Investment firm Citi upgraded Intel (INTC) and removed Micron (MU) from its U.S. Focus List on Thursday.
Intel
Intel was raised to Neutral from Sell and put a $50 price target, as the firm believes it should benefit from advanced packaging tightness at Taiwan Semiconductor (TSM). In addition, it has a “unique window of opportunity to attract foundry wafer customers with the support of the US government,” analyst Atif Malik said.
“We believe Intel will get AI ASIC spillover demand e.g. TPUs in the back end first and then front-end foundry customers as process yields on 18A-P/14A improve,” Malik added.

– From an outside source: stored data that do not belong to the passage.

//! The dispatch table from [`ShapeId`] to generator.

use std::collections::HashMap;
use std::fmt;

use log::debug;

use crate::catalog::{self, Generator, Particle, ParticleDraw};
use crate::random::RandomSource;
use crate::shape_id::ShapeId;

#[derive(Clone, Debug, PartialEq, Eq)]
pub enum ShapeError {
    /// The id is valid but no generator was registered for it.
    Unregistered(ShapeId),
    /// A name that matches no [`ShapeId`].
    UnknownName(String),
    /// A cloud must hold at least one particle.
    NoParticles,
}

impl fmt::Display for ShapeError {
    fn fmt(&self, f: &mut fmt::Formatter<'_>) -> fmt::Result {
        match self {
            ShapeError::Unregistered(id) => write!(f, "no generator registered for shape '{}'", id),
            ShapeError::UnknownName(s)   => write!(f, "unknown shape name '{}'", s),
            ShapeError::NoParticles      => write!(f, "particle count must be at least 1"),
        }
    }
}

impl std::error::Error for ShapeError {}

/// Map from every shape id to its generator.
///
/// [`ShapeLibrary::standard`] validates completeness once at construction,
/// so later lookups on a standard library cannot fail.
#[derive(Clone, Default)]
pub struct ShapeLibrary {
    generators: HashMap<ShapeId, Generator>,
}

impl ShapeLibrary {
    pub fn empty() -> Self {
        ShapeLibrary { generators: HashMap::new() }
    }

    /// The full catalogue, checked for completeness.
    pub fn standard() -> Result<Self, ShapeError> {
        let mut library = ShapeLibrary::empty();
        catalog::register_standard(&mut library);
        library.validate()?;
        debug!("shape library ready with {} generators", library.len());
        Ok(library)
    }

    /// Install (or replace) the generator for `id`.
    pub fn register(&mut self, id: ShapeId, generator: Generator) -> &mut Self {
        self.generators.insert(id, generator);
        self
    }

    /// Builder form of [`register`](Self::register).
    pub fn with(mut self, id: ShapeId, generator: Generator) -> Self {
        self.register(id, generator);
        self
    }

    /// `Err` naming the first id (in catalogue order) with no generator.
    pub fn validate(&self) -> Result<(), ShapeError> {
        match ShapeId::ALL.iter().find(|id| !self.generators.contains_key(id)) {
            Some(&missing) => Err(ShapeError::Unregistered(missing)),
            None => Ok(()),
        }
    }

    pub fn generator(&self, id: ShapeId) -> Result<Generator, ShapeError> {
        self.generators.get(&id).copied().ok_or(ShapeError::Unregistered(id))
    }

    pub fn contains(&self, id: ShapeId) -> bool {
        self.generators.contains_key(&id)
    }

    pub fn len(&self) -> usize {
        self.generators.len()
    }

    pub fn is_empty(&self) -> bool {
        self.generators.is_empty()
    }

    /// Generate a single particle; mostly useful for previews and tests.
    pub fn sample(
        &self,
        id: ShapeId,
        i: usize,
        n: usize,
        rng: &mut dyn RandomSource,
    ) -> Result<Particle, ShapeError> {
        let generator = self.generator(id)?;
        Ok(generator(&mut ParticleDraw::new(i, n, rng)))
    }
}

impl fmt::Debug for ShapeLibrary {
    fn fmt(&self, f: &mut fmt::Formatter<'_>) -> fmt::Result {
        let mut ids: Vec<_> = self.generators.keys().copied().collect();
        ids.sort();
        f.debug_struct("ShapeLibrary").field("shapes", &ids).finish()
    }
}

Despite the aforementioned positives — as well as the U.S. government being an investor and the prospects of “stabilizing” capex — Intel is not completely out of the woods, Malik added. It is also expected to lose CPU market share to AMD (AMD) and Arm (ARM), and there is the chance that the PC market softens, giving rising memory prices, the analyst posited.
Micron
Micron was removed from the U.S. Focus List, as Malik said the pricing momentum for dynamic random access memory likely “decelerates” in the second-quarter from the first quarter.
“Micron stock typically follows the [quarter-over-quarter] pricing momentum,” Malik explained. “That said, we expect extended memory [supply-demand] balance through 2026/27 on limited fab space availability and strong AI demand.”